As a young man around the age of 12yrs old, I was fascinated with pigeons. I was arrested (taken home to my parents) a couple of times for trying to crab net them under overpasses on the I-45 freeway while dodging 75 mph traffic. Then I got smart, and taller, and learned how to stretch walk between the rafters till I could get to the nests at the pillars of the overpasses. I'd use binoculars for weeks and watch for the squabs to reach age and at night I would collect them. I'd raised them and let them fly open loft and sometimes if my family drove to Galveston, we'd take a few and toss on our way home. Never lost any and always fun to see that they beat us home. It was so neat to see my flock flying around the neighborhood. It was a great past time!

I've always wanted to raise pigeons again but I never had the opportunity....until now. I have recently built a Red Rose Loft (attached photo) and have a few pairs of Homers. Hopefully someday I can afford some good birds and get into racing.

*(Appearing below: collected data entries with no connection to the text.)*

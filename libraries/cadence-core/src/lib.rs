//! Cadence Core
//!
//! Track identity and catalog contract shared by the Cadence player crates.
//!
//! This crate provides:
//! - **Domain Types**: `Track`, `TrackId`, `PlaylistId`, `Playlist`
//! - **Catalog**: the `Catalog` trait the playback layer consumes, plus an
//!   in-memory implementation
//! - **Error Handling**: `CoreError` and `Result`
//!
//! # Example
//!
//! ```rust
//! use cadence_core::{Catalog, MemoryCatalog, Track};
//! use std::path::PathBuf;
//!
//! let mut catalog = MemoryCatalog::new();
//! catalog.add_track(Track::new("a", "Intro", PathBuf::from("/music/intro.mp3")));
//!
//! let playlist = catalog.create_playlist("Favourites").unwrap();
//! catalog.add_track_to_playlist(&playlist, &"a".into()).unwrap();
//!
//! assert_eq!(catalog.list_tracks().len(), 1);
//! ```

#![forbid(unsafe_code)]
#![warn(missing_docs)]

pub mod catalog;
pub mod error;
pub mod types;

pub use catalog::{Catalog, MemoryCatalog};
pub use error::{CoreError, Result};
pub use types::{Playlist, PlaylistId, Track, TrackId};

This is basically to tell everyone hello and I really enjoy the Pigeon Talk Forum.


----------



## 2y4life (Apr 5, 2010)

Man, nice work...wish I had your handyman skills or that of your father's (smile). Enjoy PT, it's a great site


----------



## almondman (Aug 22, 2009)

Welcome to PT. Great loft! Enjoy, and thanks for sharing.


----------



## sport14692 (Jan 3, 2011)

Welcome and great looking loft


----------



## Jason Heidlauf (Apr 2, 2012)

welcome . are you in Lancaster pa ? the reason i ask is Lancaster city is the red rose city


----------



## Realnoisy (Mar 13, 2013)

Jason Heidlauf said:


> welcome . are you in Lancaster pa ? the reason i ask is Lancaster city is the red rose city



Thanks everyone for the welcomes and comments! 

I live in Houston, Texas. I built the loft using the "Red Rose Starter Loft Plans" at http://www.redroselofts.com/starter_loft.htm I'm no carpenter....I'm a computer guru by trade. If anyone decides to make one of these lofts, let me know because Step 2 is a bummer to try to figure out.

I still have to cut out my air vents for better air flow during these Texas summers and make nest boxes (I'm using cardboard boxes at the moment and have a pair sitting on eggs in one box.

Again, thank you for the warm welcomes and compliments!


----------



## Jason Heidlauf (Apr 2, 2012)

ok now i get it .that's not the name of your loft it's the name of the loft kit.


----------



## HmoobH8wj (Apr 7, 2011)

should take some picture inside. very nice job.


----------



## Realnoisy (Mar 13, 2013)

A photo of the inside right after I finished the build. I'm building breeder boxes and will make this my racing loft. The cardboard box rack is 4ft long. I can put another 8 boxes on the same back wall.


----------



## Jason Heidlauf (Apr 2, 2012)

that is nice


----------



## TwinTurboPigeon (Jan 22, 2013)

Realnoisy said:


> A photo of the inside right after I finished the build. I'm building breeder boxes and will make this my racing loft. The cardboard box rack is 4ft long. I can put another 8 boxes on the same back wall.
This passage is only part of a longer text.